Permanecí inmóvil, sin atreverme a respirar, y hundí los dedos en la tierra. El sudor me resbalaba por la espalda; no me llegaba el aire a los pulmones.

Tras pensarlo bien, dio la vuelta y se alejó.

Cerré los ojos, aliviada porque no me había visto, y porque al menos Lark y Arden disponían de un minuto más para escapar. Me tumbé boca arriba entre las flores, respirando hondo, pero una ramita se partió debajo de mí. ¡Crac!

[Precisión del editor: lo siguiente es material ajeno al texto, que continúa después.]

//! Chunked asset storage.
//!
//! A shader asset is a header plus up to [`CHUNK_COUNT`] independent binary
//! chunks and a list of content dependencies. The pipeline only talks to the
//! [`AssetContainer`] trait; [`MemoryContainer`] backs tests and tools and
//! [`FileContainer`] keeps everything in one file.

use std::path::{Path, PathBuf};
use std::sync::{Arc, Mutex, MutexGuard, PoisonError};

use anyhow::{Context, Result, bail};
use uuid::Uuid;

use super::bytes::{ByteReader, ByteWriter};

pub const CHUNK_COUNT: usize = 16;

const FILE_MAGIC: &[u8; 4] = b"MFSA";
const FILE_VERSION: u32 = 1;

/// Exclusive lock over an asset's storage, shared by every handle of the asset.
#[derive(Clone, Debug, Default)]
pub struct StorageLock(Arc<Mutex<()>>);

impl StorageLock {
    /// Held for the guard's lifetime.
    pub fn lock(&self) -> MutexGuard<'_, ()> {
        self.0.lock().unwrap_or_else(PoisonError::into_inner)
    }

    pub fn is_locked(&self) -> bool {
        self.0.try_lock().is_err()
    }
}

pub trait AssetContainer: Send {
    fn id(&self) -> Uuid;

    /// Backing file, if the asset lives on disk.
    fn path(&self) -> Option<&Path>;

    fn header(&self) -> &[u8];
    fn set_header(&mut self, header: Vec<u8>);

    fn chunk(&self, index: usize) -> Option<&[u8]>;
    fn set_chunk(&mut self, index: usize, data: Vec<u8>);
    fn release_chunk(&mut self, index: usize);

    fn has_chunk(&self, index: usize) -> bool {
        self.chunk(index).is_some()
    }

    /// Assets this one was built from.
    fn dependencies(&self) -> &[Uuid];
    fn set_dependencies(&mut self, dependencies: Vec<Uuid>);

    fn save(&mut self) -> Result<()>;

    fn storage_lock(&self) -> StorageLock;
}

#[derive(Clone, Debug, Default)]
struct ContainerData {
    header: Vec<u8>,
    chunks: Vec<Option<Vec<u8>>>,
    dependencies: Vec<Uuid>,
}

impl ContainerData {
    fn new() -> Self {
        Self {
            chunks: vec![None; CHUNK_COUNT],
            ..Self::default()
        }
    }

    fn chunk(&self, index: usize) -> Option<&[u8]> {
        self.chunks.get(index).and_then(|c| c.as_deref())
    }

    fn set_chunk(&mut self, index: usize, data: Vec<u8>) {
        if let Some(slot) = self.chunks.get_mut(index) {
            *slot = Some(data);
        } else {
            log::warn!("ignoring write to chunk {index} (only {CHUNK_COUNT} chunks)");
        }
    }

    fn release_chunk(&mut self, index: usize) {
        if let Some(slot) = self.chunks.get_mut(index) {
            *slot = None;
        }
    }

    fn encode(&self, id: Uuid) -> Vec<u8> {
        let mut w = ByteWriter::new();
        w.bytes(FILE_MAGIC);
        w.u32(FILE_VERSION);
        w.bytes(id.as_bytes());
        w.blob(&self.header);
        w.u32(self.dependencies.len() as u32);
        for d in &self.dependencies {
            w.bytes(d.as_bytes());
        }
        for chunk in &self.chunks {
            match chunk {
                Some(c) => {
                    w.u8(1);
                    w.blob(c);
                }
                None => w.u8(0),
            }
        }
        w.into_inner()
    }

    fn decode(bytes: &[u8]) -> Result<(Uuid, Self)> {
        let mut r = ByteReader::new(bytes);
        if r.take(4)? != FILE_MAGIC {
            bail!("not a shader asset file");
        }
        let version = r.u32()?;
        if version != FILE_VERSION {
            bail!("unsupported shader asset file version {version}");
        }
        let id = Uuid::from_slice(r.take(16)?)?;
        let header = r.blob()?.to_vec();
        let count = r.u32()? as usize;
        let mut dependencies = Vec::with_capacity(count.min(1024));
        for _ in 0..count {
            dependencies.push(Uuid::from_slice(r.take(16)?)?);
        }
        let mut chunks = Vec::with_capacity(CHUNK_COUNT);
        for _ in 0..CHUNK_COUNT {
            chunks.push(match r.u8()? {
                0 => None,
                _ => Some(r.blob()?.to_vec()),
            });
        }
        Ok((
            id,
            Self {
                header,
                chunks,
                dependencies,
            },
        ))
    }
}

/// In-memory asset. `save` only counts.
#[derive(Debug)]
pub struct MemoryContainer {
    id: Uuid,
    data: ContainerData,
    lock: StorageLock,
    saves: usize,
}

impl MemoryContainer {
    pub fn new(id: Uuid) -> Self {
        Self {
            id,
            data: ContainerData::new(),
            lock: StorageLock::default(),
            saves: 0,
        }
    }

    pub fn save_count(&self) -> usize {
        self.saves
    }
}

impl AssetContainer for MemoryContainer {
    fn id(&self) -> Uuid {
        self.id
    }

    fn path(&self) -> Option<&Path> {
        None
    }

    fn header(&self) -> &[u8] {
        &self.data.header
    }

    fn set_header(&mut self, header: Vec<u8>) {
        self.data.header = header;
    }

    fn chunk(&self, index: usize) -> Option<&[u8]> {
        self.data.chunk(index)
    }

    fn set_chunk(&mut self, index: usize, data: Vec<u8>) {
        self.data.set_chunk(index, data);
    }

    fn release_chunk(&mut self, index: usize) {
        self.data.release_chunk(index);
    }

    fn dependencies(&self) -> &[Uuid] {
        &self.data.dependencies
    }

    fn set_dependencies(&mut self, dependencies: Vec<Uuid>) {
        self.data.dependencies = dependencies;
    }

    fn save(&mut self) -> Result<()> {
        self.saves += 1;
        Ok(())
    }

    fn storage_lock(&self) -> StorageLock {
        self.lock.clone()
    }
}

/// Single-file asset: magic, version, id, header, dependencies, chunk table.
#[derive(Debug)]
pub struct FileContainer {
    id: Uuid,
    path: PathBuf,
    data: ContainerData,
    lock: StorageLock,
}

impl FileContainer {
    /// New, unsaved asset at `path`.
    pub fn create(id: Uuid, path: impl Into<PathBuf>) -> Self {
        Self {
            id,
            path: path.into(),
            data: ContainerData::new(),
            lock: StorageLock::default(),
        }
    }

    pub fn open(path: impl Into<PathBuf>) -> Result<Self> {
        let path = path.into();
        let bytes = std::fs::read(&path).with_context(|| format!("failed to read asset {}", path.display()))?;
        let (id, data) =
            ContainerData::decode(&bytes).with_context(|| format!("invalid asset file {}", path.display()))?;
        Ok(Self {
            id,
            path,
            data,
            lock: StorageLock::default(),
        })
    }
}

impl AssetContainer for FileContainer {
    fn id(&self) -> Uuid {
        self.id
    }

    fn path(&self) -> Option<&Path> {
        Some(&self.path)
    }

    fn header(&self) -> &[u8] {
        &self.data.header
    }

    fn set_header(&mut self, header: Vec<u8>) {
        self.data.header = header;
    }

    fn chunk(&self, index: usize) -> Option<&[u8]> {
        self.data.chunk(index)
    }

    fn set_chunk(&mut self, index: usize, data: Vec<u8>) {
        self.data.set_chunk(index, data);
    }

    fn release_chunk(&mut self, index: usize) {
        self.data.release_chunk(index);
    }

    fn dependencies(&self) -> &[Uuid] {
        &self.data.dependencies
    }

    fn set_dependencies(&mut self, dependencies: Vec<Uuid>) {
        self.data.dependencies = dependencies;
    }

    fn save(&mut self) -> Result<()> {
        write_atomically(&self.path, &self.data.encode(self.id))
    }

    fn storage_lock(&self) -> StorageLock {
        self.lock.clone()
    }
}

/// Write `bytes` to a sibling temp file and rename it over `path`.
pub(crate) fn write_atomically(path: &Path, bytes: &[u8]) -> Result<()> {
    if let Some(dir) = path.parent().filter(|d| !d.as_os_str().is_empty()) {
        std::fs::create_dir_all(dir).with_context(|| format!("failed to create {}", dir.display()))?;
    }
    let mut tmp = path.as_os_str().to_owned();
    tmp.push(format!(".{}.tmp", Uuid::new_v4().simple()));
    let tmp = PathBuf::from(tmp);
    std::fs::write(&tmp, bytes).with_context(|| format!("failed to write {}", tmp.display()))?;
    std::fs::rename(&tmp, path).with_context(|| {
        let _ = std::fs::remove_file(&tmp);
        format!("failed to replace {}", path.display())
    })
}

#[cfg(test)]
mod tests {
    use super::*;

    #[test]
    fn out_of_range_chunks_are_ignored() {
        let mut c = MemoryContainer::new(Uuid::new_v4());
        c.set_chunk(15, vec![1]);
        c.set_chunk(16, vec![2]);
        assert!(c.has_chunk(15));
        assert!(c.chunk(16).is_none());
        c.release_chunk(15);
        assert!(!c.has_chunk(15));
    }

    #[test]
    fn storage_lock_is_shared_between_handles() {
        let c = MemoryContainer::new(Uuid::new_v4());
        let a = c.storage_lock();
        let b = c.storage_lock();
        let guard = a.lock();
        assert!(b.is_locked());
        drop(guard);
        assert!(!b.is_locked());
    }

    #[test]
    fn file_container_persists_everything() {
        let dir = std::env::temp_dir().join(format!("material-forge-container-{}", Uuid::new_v4()));
        let path = dir.join("m.asset");
        let id = Uuid::new_v4();
        let dep = Uuid::new_v4();
        let mut c = FileContainer::create(id, &path);
        c.set_header(vec![20, 0, 0, 0]);
        c.set_chunk(0, vec![]);
        c.set_chunk(15, b"source".to_vec());
        c.set_dependencies(vec![dep]);
        c.save().unwrap();

        let back = FileContainer::open(&path).unwrap();
        assert_eq!(back.id(), id);
        assert_eq!(back.header(), &[20, 0, 0, 0]);
        assert_eq!(back.chunk(0), Some(&[][..]));
        assert_eq!(back.chunk(15), Some(&b"source"[..]));
        assert!(back.chunk(1).is_none());
        assert_eq!(back.dependencies(), &[dep]);
        let _ = std::fs::remove_dir_all(dir);
    }

    #[test]
    fn garbage_files_are_rejected() {
        let dir = std::env::temp_dir().join(format!("material-forge-container-{}", Uuid::new_v4()));
        std::fs::create_dir_all(&dir).unwrap();
        let path = dir.join("bad.asset");
        std::fs::write(&path, b"nope").unwrap();
        assert!(FileContainer::open(&path).is_err());
        let _ = std::fs::remove_dir_all(dir);
    }
}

Fletcher giró en redondo, y exclamó:

—¡Hola, muñeca!

Me levanté antes de que me apuntase con la pistola. El primer disparo zumbó junto a mí, y corrí, con el corazón a punto de estallar. El viento rugía en mis oídos. Sonó otro disparo que partió un árbol a lo lejos. Seguí corriendo, sin mirar hacia atrás, mientras él seguía disparando. De repente no se oyeron más disparos, sino el clic metálico del gatillo. Me di la vuelta y vi cómo le daba manotazos a la atascada pistola.

Corrí entre las flores, pero Fletcher recuperó el ritmo. Sus pasos eran más rápidos que antes, aunque resoplaba debido al esfuerzo.

—Se acabó —dijo deteniéndose para disparar.

Me volví en el preciso instante en que levantaba la pistola, apuntándome a la espalda. Cerré los ojos con todas mis fuerzas y recé para que el trance fuese rápido, para que mi cuerpo no se retorciese como el de los ciervos, para abandonar el mundo sin demasiado dolor.

Sonó el disparo.

Me llevé la mano al pecho, esperando que la sangre brotase de la herida, y sintiera la ardiente sensación de una bala desgarrándome la piel. Pero no había nada: ningún agujero, ningún dolor.

Nada.

El hombre estaba inmóvil detrás de mí. Dejó caer la pistola. Una mancha roja se extendía lenta y progresivamente por en medio de su camisa, deslizándose por los costados y por debajo del pecho. Emitió un sonido sofocado y cayó entre las flores con la boca abierta.

Descubrí entonces una figura en el campo: una anciana se aproximaba. Aparentaba unos setenta años y llevaba el fantasmal cabello blanco recogido en una trenza a la espalda. Acariciaba el rifle con la mano como si fuese una mascota entrañable.

—¿Te encuentras bien? —preguntó examinándome el rostro. Yo mantenía la mano pegada al pecho, serenándome al sentir los latidos de mi corazón.

—Sí… —acerté a decir—. Creo que sí.

La mujer cogió la pistola de Fletcher del suelo y vació la munición en la mano. Luego le propinó una violenta patada en un costado. No se movió. Estaba muerto.

—Gracias —murmuré sin saber si era lo más adecuado o no.

La mujer sonrió; su rostro, a pesar de las arrugas, resultaba hermoso.

—Marjorie Cross —se presentó, tendiéndome una mano envejecida—. El placer es mío.